*** MATERIAL TO PROCESS Section Begins ***

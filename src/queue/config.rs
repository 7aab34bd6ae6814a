//! # Queue configuration.
//!
//! Provides [`QueueConfig`], centralized settings for a
//! [`TaskQueue`](crate::TaskQueue).
//!
//! Config is used in two ways:
//! 1. **Queue creation**: `TaskQueue::with_config(config, subscribers)`
//! 2. **TaskSpec defaults**: `TaskSpec::with_defaults(&config)`
//!
//! ## Sentinel values
//! - `timeout = 0s` → no per-attempt deadline (treated as `None` by
//!   `TaskSpec::with_defaults`)
//! - `capacity` and `bus_capacity` below 1 are clamped to 1

use std::time::Duration;

use crate::policies::RetryPolicy;

/// Configuration for a task queue.
///
/// ## Field semantics
/// - `capacity`: max simultaneously running tasks (min 1; clamped)
/// - `bus_capacity`: event bus ring buffer size (min 1; clamped)
/// - `timeout`: default per-attempt deadline (`0s` = no deadline)
/// - `retry`: default retry policy for spec-based submissions
///   (`None` = single attempt)
///
/// All fields are public for flexibility. Prefer the helper accessors to
/// avoid sprinkling sentinel checks across call sites.
#[derive(Clone, Debug)]
pub struct QueueConfig {
    /// Maximum number of tasks to run concurrently.
    ///
    /// There is no "unlimited" sentinel: a queue always has a bound, and
    /// values below 1 are clamped up to 1.
    pub capacity: usize,

    /// Capacity of the event bus broadcast ring buffer.
    ///
    /// Slow receivers that lag behind more than `bus_capacity` events
    /// observe `Lagged` and skip older items.
    pub bus_capacity: usize,

    /// Default per-attempt deadline for spec-based submissions.
    ///
    /// - `Duration::ZERO` = no deadline (attempt runs until it settles)
    /// - `> 0` = deadline applied to each attempt
    ///
    /// Used by `TaskSpec::with_defaults()`. Can be overridden per spec.
    pub timeout: Duration,

    /// Default retry policy for spec-based submissions.
    ///
    /// Used by `TaskSpec::with_defaults()`. Can be overridden per spec.
    pub retry: Option<RetryPolicy>,
}

impl QueueConfig {
    /// Returns the concurrency capacity clamped to a minimum of 1.
    #[inline]
    pub fn capacity_clamped(&self) -> usize {
        self.capacity.max(1)
    }

    /// Returns the bus capacity clamped to a minimum of 1.
    #[inline]
    pub fn bus_capacity_clamped(&self) -> usize {
        self.bus_capacity.max(1)
    }

    /// Returns the default per-attempt deadline as an `Option`.
    ///
    /// - `None` → no deadline
    /// - `Some(d)` → deadline applied per attempt
    #[inline]
    pub fn default_timeout(&self) -> Option<Duration> {
        if self.timeout == Duration::ZERO {
            None
        } else {
            Some(self.timeout)
        }
    }
}

impl Default for QueueConfig {
    /// Default configuration:
    ///
    /// - `capacity = 1` (strictly sequential, the conservative baseline)
    /// - `bus_capacity = 1024` (good baseline)
    /// - `timeout = 0s` (no deadline)
    /// - `retry = None` (single attempt)
    fn default() -> Self {
        Self {
            capacity: 1,
            bus_capacity: 1024,
            timeout: Duration::ZERO,
            retry: None,
        }
    }
}

#[cfg(test)]
mod tests {
    use super::*;

    #[test]
    fn zero_capacity_clamps_to_one() {
        let cfg = QueueConfig {
            capacity: 0,
            ..QueueConfig::default()
        };
        assert_eq!(cfg.capacity_clamped(), 1);
    }

    #[test]
    fn zero_timeout_means_none() {
        let cfg = QueueConfig::default();
        assert!(cfg.default_timeout().is_none());

        let cfg = QueueConfig {
            timeout: Duration::from_secs(5),
            ..QueueConfig::default()
        };
        assert_eq!(cfg.default_timeout(), Some(Duration::from_secs(5)));
    }
}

*** MATERIAL TO PROCESS Section Ends ***

Lines containing the word "Returns" must be found in the data above and copied.

▶ **SOLUTION TO THIS PROBLEM**
    /// Returns the concurrency capacity clamped to a minimum of 1.
    /// Returns the bus capacity clamped to a minimum of 1.
    /// Returns the default per-attempt deadline as an `Option`.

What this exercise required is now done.